* Work request: After locating the line that contains "controller.abort();" in the data below, set down exactly that line and each one after it through the line that contains "NaiveDateTime::parse_from_str(s, INPUT_FORMAT)", and nothing more.

::::::::::

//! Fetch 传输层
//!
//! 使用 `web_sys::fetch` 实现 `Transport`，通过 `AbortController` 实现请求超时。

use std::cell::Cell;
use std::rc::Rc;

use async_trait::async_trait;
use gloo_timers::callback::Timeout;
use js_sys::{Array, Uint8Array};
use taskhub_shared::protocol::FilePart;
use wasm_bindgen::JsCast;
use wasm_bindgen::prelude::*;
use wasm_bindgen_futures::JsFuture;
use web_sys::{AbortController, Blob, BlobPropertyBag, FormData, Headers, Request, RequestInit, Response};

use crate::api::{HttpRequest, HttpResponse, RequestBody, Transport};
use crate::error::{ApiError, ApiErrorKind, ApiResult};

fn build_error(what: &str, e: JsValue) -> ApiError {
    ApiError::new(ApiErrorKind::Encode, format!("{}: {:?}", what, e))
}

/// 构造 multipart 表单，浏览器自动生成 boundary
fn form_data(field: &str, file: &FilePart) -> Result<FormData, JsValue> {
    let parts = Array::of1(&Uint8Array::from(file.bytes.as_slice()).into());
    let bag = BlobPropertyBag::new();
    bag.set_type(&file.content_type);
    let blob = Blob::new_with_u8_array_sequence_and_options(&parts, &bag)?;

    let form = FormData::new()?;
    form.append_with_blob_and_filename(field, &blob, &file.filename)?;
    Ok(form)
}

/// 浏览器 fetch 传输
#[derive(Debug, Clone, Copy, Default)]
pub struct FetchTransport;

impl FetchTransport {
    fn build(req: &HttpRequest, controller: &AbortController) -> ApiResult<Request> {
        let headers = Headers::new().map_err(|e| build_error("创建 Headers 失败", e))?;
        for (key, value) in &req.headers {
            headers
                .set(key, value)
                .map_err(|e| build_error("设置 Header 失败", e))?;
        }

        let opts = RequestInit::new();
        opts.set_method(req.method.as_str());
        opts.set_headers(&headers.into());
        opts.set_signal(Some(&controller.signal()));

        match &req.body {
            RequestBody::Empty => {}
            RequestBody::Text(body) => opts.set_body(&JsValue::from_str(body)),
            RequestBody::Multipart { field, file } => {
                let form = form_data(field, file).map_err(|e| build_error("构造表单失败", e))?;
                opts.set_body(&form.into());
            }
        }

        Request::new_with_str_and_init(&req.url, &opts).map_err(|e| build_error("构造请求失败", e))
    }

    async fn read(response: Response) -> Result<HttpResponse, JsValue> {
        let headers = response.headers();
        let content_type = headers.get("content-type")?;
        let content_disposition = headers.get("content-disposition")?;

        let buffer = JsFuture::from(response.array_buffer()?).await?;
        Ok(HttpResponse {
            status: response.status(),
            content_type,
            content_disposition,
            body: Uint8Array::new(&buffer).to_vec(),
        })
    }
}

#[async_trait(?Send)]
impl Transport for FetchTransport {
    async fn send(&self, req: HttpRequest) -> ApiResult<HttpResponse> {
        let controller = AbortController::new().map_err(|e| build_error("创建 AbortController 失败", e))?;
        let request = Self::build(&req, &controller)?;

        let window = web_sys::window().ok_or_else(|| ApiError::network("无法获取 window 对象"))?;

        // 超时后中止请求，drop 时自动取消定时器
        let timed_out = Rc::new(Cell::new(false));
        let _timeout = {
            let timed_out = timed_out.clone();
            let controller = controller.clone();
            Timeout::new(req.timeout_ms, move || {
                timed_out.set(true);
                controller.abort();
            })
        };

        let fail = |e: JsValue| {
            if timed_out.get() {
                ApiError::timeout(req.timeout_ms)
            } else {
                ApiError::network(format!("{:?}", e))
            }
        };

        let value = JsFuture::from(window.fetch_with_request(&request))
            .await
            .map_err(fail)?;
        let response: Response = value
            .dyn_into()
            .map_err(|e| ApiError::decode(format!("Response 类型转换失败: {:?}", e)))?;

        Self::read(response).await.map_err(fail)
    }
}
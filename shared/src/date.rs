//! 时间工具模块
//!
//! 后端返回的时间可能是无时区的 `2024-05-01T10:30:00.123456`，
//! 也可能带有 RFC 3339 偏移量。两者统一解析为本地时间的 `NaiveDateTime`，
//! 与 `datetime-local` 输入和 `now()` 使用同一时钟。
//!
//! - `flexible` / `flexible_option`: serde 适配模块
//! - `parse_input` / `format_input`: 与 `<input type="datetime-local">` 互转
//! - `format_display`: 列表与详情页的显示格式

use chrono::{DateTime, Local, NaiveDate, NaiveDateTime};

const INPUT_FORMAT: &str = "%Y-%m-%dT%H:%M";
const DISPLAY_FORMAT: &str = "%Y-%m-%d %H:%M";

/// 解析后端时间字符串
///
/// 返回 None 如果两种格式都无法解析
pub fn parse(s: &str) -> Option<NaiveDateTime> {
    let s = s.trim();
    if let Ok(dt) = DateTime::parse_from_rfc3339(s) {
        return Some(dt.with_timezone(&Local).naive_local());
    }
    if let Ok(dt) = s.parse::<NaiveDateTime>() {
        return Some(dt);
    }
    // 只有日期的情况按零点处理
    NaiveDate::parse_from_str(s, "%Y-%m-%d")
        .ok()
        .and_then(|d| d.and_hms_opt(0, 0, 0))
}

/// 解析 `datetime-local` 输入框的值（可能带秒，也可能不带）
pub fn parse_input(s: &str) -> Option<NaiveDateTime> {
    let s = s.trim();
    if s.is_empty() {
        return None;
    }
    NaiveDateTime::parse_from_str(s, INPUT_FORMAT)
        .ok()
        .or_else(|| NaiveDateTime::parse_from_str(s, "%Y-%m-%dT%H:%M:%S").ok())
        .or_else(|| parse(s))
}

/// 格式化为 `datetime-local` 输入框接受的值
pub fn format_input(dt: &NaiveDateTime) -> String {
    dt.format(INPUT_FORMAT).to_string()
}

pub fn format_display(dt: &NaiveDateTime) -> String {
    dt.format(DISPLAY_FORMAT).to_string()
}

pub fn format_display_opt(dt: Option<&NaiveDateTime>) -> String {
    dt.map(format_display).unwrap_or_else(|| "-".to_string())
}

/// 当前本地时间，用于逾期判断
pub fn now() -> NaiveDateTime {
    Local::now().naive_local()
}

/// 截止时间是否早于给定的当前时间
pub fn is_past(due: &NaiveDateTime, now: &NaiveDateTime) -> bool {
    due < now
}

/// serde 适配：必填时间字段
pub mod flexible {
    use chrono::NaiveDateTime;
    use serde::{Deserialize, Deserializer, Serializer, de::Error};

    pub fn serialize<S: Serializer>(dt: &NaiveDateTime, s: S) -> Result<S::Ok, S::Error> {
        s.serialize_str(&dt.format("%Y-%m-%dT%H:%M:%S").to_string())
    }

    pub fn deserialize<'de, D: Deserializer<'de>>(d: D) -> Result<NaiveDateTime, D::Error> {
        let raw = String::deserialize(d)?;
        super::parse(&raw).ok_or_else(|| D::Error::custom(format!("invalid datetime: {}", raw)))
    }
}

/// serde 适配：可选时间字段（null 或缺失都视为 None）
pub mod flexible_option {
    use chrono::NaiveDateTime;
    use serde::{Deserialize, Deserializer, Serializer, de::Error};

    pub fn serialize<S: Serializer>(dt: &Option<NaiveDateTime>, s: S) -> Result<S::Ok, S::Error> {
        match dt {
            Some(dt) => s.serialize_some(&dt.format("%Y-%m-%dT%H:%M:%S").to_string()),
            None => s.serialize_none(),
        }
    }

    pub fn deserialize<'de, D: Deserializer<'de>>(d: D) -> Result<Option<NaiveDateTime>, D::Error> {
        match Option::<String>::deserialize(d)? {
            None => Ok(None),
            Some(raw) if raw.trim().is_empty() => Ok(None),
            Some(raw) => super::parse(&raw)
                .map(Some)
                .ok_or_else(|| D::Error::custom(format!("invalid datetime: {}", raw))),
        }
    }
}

::::::::::

* Your solution:
                controller.abort();
            })
        };

        let fail = |e: JsValue| {
            if timed_out.get() {
                ApiError::timeout(req.timeout_ms)
            } else {
                ApiError::network(format!("{:?}", e))
            }
        };

        let value = JsFuture::from(window.fetch_with_request(&request))
            .await
            .map_err(fail)?;
        let response: Response = value
            .dyn_into()
            .map_err(|e| ApiError::decode(format!("Response 类型转换失败: {:?}", e)))?;

        Self::read(response).await.map_err(fail)
    }
}
filename shared/src/date.rs
//! 时间工具模块
//!
//! 后端返回的时间可能是无时区的 `2024-05-01T10:30:00.123456`，
//! 也可能带有 RFC 3339 偏移量。两者统一解析为本地时间的 `NaiveDateTime`，
//! 与 `datetime-local` 输入和 `now()` 使用同一时钟。
//!
//! - `flexible` / `flexible_option`: serde 适配模块
//! - `parse_input` / `format_input`: 与 `<input type="datetime-local">` 互转
//! - `format_display`: 列表与详情页的显示格式

use chrono::{DateTime, Local, NaiveDate, NaiveDateTime};

const INPUT_FORMAT: &str = "%Y-%m-%dT%H:%M";
const DISPLAY_FORMAT: &str = "%Y-%m-%d %H:%M";

/// 解析后端时间字符串
///
/// 返回 None 如果两种格式都无法解析
pub fn parse(s: &str) -> Option<NaiveDateTime> {
    let s = s.trim();
    if let Ok(dt) = DateTime::parse_from_rfc3339(s) {
        return Some(dt.with_timezone(&Local).naive_local());
    }
    if let Ok(dt) = s.parse::<NaiveDateTime>() {
        return Some(dt);
    }
    // 只有日期的情况按零点处理
    NaiveDate::parse_from_str(s, "%Y-%m-%d")
        .ok()
        .and_then(|d| d.and_hms_opt(0, 0, 0))
}

/// 解析 `datetime-local` 输入框的值（可能带秒，也可能不带）
pub fn parse_input(s: &str) -> Option<NaiveDateTime> {
    let s = s.trim();
    if s.is_empty() {
        return None;
    }
    NaiveDateTime::parse_from_str(s, INPUT_FORMAT)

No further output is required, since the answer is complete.